Still, their first full season on the team together—2018 was rough—thanks to endless mechanical woes. The Miss GEICO crew was still sorting out what had become a train-wreck of an engine program since the team won back-to-back Super Boat International Unlimited-class world championships in the 2013 and 2014. But by the end of the 2018 season, Stray and company felt they had worked out their engine woes, most of which had centered around excessive heat production, They began the 2019 season with high hopes.

A crash during the Sarasota Powerboat Grand, the third race of the inaugural American Power Boat Association Offshore Championships, derailed them. So significant was the damage to Miss GEICO team’s 47-foot Victory catamaran that the team had to lease a back-up boat to finish the season. They limped through the rest of the year.

The team entered the 2020 season with a completely rebuilt boat, a whole lot of confidence and a new pair of drivers, veteran offshore racer Brit Lilly and ground-breaking extreme motorsports star Travis Pastrana, to alternate in the cockpit with Curtis. They were ready to compete against 222 Offshore, Victory and whatever other Class ONE teams showed up for the second-year season.

Instead, COVID-19 showed up and decimated the entire APBA series.

But aggravating as that’s been for every team in the sport, it’s given the Miss GEICO crew the gift of unexpected time to fine-tune their twin Mercury Racing 1100 Comp engine-powered raceboat. And they’ve been making the most of it.

A month ago, Curtis and Lilly ran the Miss GEICO cat in the Offshore Powerboat Boat Association Crystal Coast Grand Prix in Morehead City, N.C., with no issues. Yesterday, Curtis, Stay and members of the crew headed tested team’s 47-footer near the headquarters in Riviera Beach, Fla., in advance of next weekend’s Offshore At the Ozarks-Cat Edition at the Lake of the Ozarks In Central Missouri.

Said Curtis (right with Stray), “We tend to go about things the same way, Gary and I.”

It was a full and productive day.

“We tried different combinations of propeller pitch and diameter with different gear ratios,” said Stray. “We learned quite a lot about the performance of the boat with its new deck and the changes that brought to the boat’s character in comparison to how it ran before we replaced the deck using the same propellers and equipment.

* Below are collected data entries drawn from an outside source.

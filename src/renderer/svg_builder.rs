//! SVG builder: accumulates SVG elements and produces the final string.

// ═══════════════════════════════════════════════════════════════════════
// SvgBuilder
// ═══════════════════════════════════════════════════════════════════════

pub(super) struct SvgBuilder {
    pub(super) elements: Vec<String>,
    width: f64,
    height: f64,
    metadata: Option<String>,
}

/// `id` of the `<metadata>` element carrying the embedded chart.
pub(crate) const CHART_METADATA_ID: &str = "odontogram-chart";

impl SvgBuilder {
    pub(super) fn new(width: f64, height: f64) -> Self {
        Self {
            elements: Vec::new(),
            width,
            height,
            metadata: None,
        }
    }

    pub(super) fn build(self) -> String {
        let mut svg = format!(
            r#"<svg xmlns="http://www.w3.org/2000/svg" viewBox="0 0 {} {}" width="{}" height="{}" style="font-family: 'Helvetica', 'Arial', sans-serif;">"#,
            self.width, self.height, self.width, self.height
        );
        svg.push('\n');
        if let Some(ref json) = self.metadata {
            svg.push_str(&format!(
                r#"  <metadata id="{}">{}</metadata>"#,
                CHART_METADATA_ID,
                escape(json)
            ));
            svg.push('\n');
        }
        for el in &self.elements {
            svg.push_str("  ");
            svg.push_str(el);
            svg.push('\n');
        }
        svg.push_str("</svg>\n");
        svg
    }

    /// Embed the serialized chart so the document can be reloaded.
    pub(super) fn metadata(&mut self, json: String) {
        self.metadata = Some(json);
    }

    pub(super) fn open_group(&mut self, class: &str, tooth: Option<&str>, x: f64, y: f64) {
        let data = tooth
            .map(|id| format!(r#" data-tooth="{}""#, escape(id)))
            .unwrap_or_default();
        self.elements.push(format!(
            r#"<g class="{}"{} transform="translate({:.1},{:.1})">"#,
            class, data, x, y
        ));
    }

    pub(super) fn close_group(&mut self) {
        self.elements.push("</g>".to_string());
    }

    pub(super) fn line(&mut self, class: &str, x1: f64, y1: f64, x2: f64, y2: f64, color: &str, width: f64, dashed: bool) {
        let dash = if dashed {
            format!(r#" stroke-dasharray="{:.1},{:.1}""#, width * 2.5, width * 1.5)
        } else {
            String::new()
        };
        self.elements.push(format!(
            r#"<line class="{}" x1="{:.1}" y1="{:.1}" x2="{:.1}" y2="{:.1}" stroke="{}" stroke-width="{:.1}" stroke-linecap="round"{}/>"#,
            class, x1, y1, x2, y2, color, width, dash
        ));
    }

    pub(super) fn rect(&mut self, class: &str, x: f64, y: f64, w: f64, h: f64, fill: &str, stroke: &str, stroke_width: f64) {
        if stroke_width > 0.0 {
            self.elements.push(format!(
                r#"<rect class="{}" x="{:.1}" y="{:.1}" width="{:.1}" height="{:.1}" fill="{}" stroke="{}" stroke-width="{:.1}"/>"#,
                class, x, y, w, h, fill, stroke, stroke_width
            ));
        } else {
            self.elements.push(format!(
                r#"<rect class="{}" x="{:.1}" y="{:.1}" width="{:.1}" height="{:.1}" fill="{}"/>"#,
                class, x, y, w, h, fill
            ));
        }
    }

    pub(super) fn circle(&mut self, class: &str, cx: f64, cy: f64, r: f64, fill: &str, stroke: &str, stroke_width: f64) {
        self.elements.push(format!(
            r#"<circle class="{}" cx="{:.1}" cy="{:.1}" r="{:.1}" fill="{}" stroke="{}" stroke-width="{:.1}"/>"#,
            class, cx, cy, r, fill, stroke, stroke_width
        ));
    }

    pub(super) fn text(&mut self, class: &str, x: f64, y: f64, content: &str, size: f64, weight: &str, fill: &str) {
        self.elements.push(format!(
            r#"<text class="{}" x="{:.1}" y="{:.1}" font-size="{:.1}" font-weight="{}" fill="{}" text-anchor="middle" dominant-baseline="central">{}</text>"#,
            class, x, y, size, weight, fill, escape(content)
        ));
    }

    pub(super) fn path(&mut self, class: &str, d: &str, fill: &str, stroke: &str, stroke_width: f64) {
        self.elements.push(format!(
            r#"<path class="{}" d="{}" fill="{}" stroke="{}" stroke-width="{:.1}" stroke-linejoin="round"/>"#,
            class, d, fill, stroke, stroke_width
        ));
    }
}

/// Escape markup and drop characters XML 1.0 cannot carry (C0 controls
/// other than tab, LF and CR, and U+FFFE/U+FFFF).
fn escape(content: &str) -> String {
    let mut out = String::with_capacity(content.len());
    for c in content.chars() {
        match c {
            '&' => out.push_str("&amp;"),
            '<' => out.push_str("&lt;"),
            '>' => out.push_str("&gt;"),
            '"' => out.push_str("&quot;"),
            '\t' | '\n' | '\r' => out.push(c),
            '\u{0}'..='\u{1f}' | '\u{fffe}' | '\u{ffff}' => {}
            _ => out.push(c),
        }
    }
    out
}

“We managed to get seven or eight different combinations of propellers and gear ratio on the boat,” he continued. “Once we fully review the data, we’ll have an even clearer picture of what we accomplished.”

Added Curtis, who will share the cockpit with Lilly at the Ozarks event and with Pastrana during the OPA World Championships in Morehead City three weeks later, “We gained a lot of knowledge from the runs we did—some focusing on acceleration, some optimized for top speed, and handling. We learned a lot about the power curve of the Mercury Racing 1100 engines, and how those worked with the propellers. It was a good day of testing.”

Yesterday’s test session was the team’s last in advance of the Central Missouri race. On Tuesday, the Miss GEICO team will head west. Practice is over.

“We’re looking forward to trying our new set up and boat on the race course, for sure,” said Stray.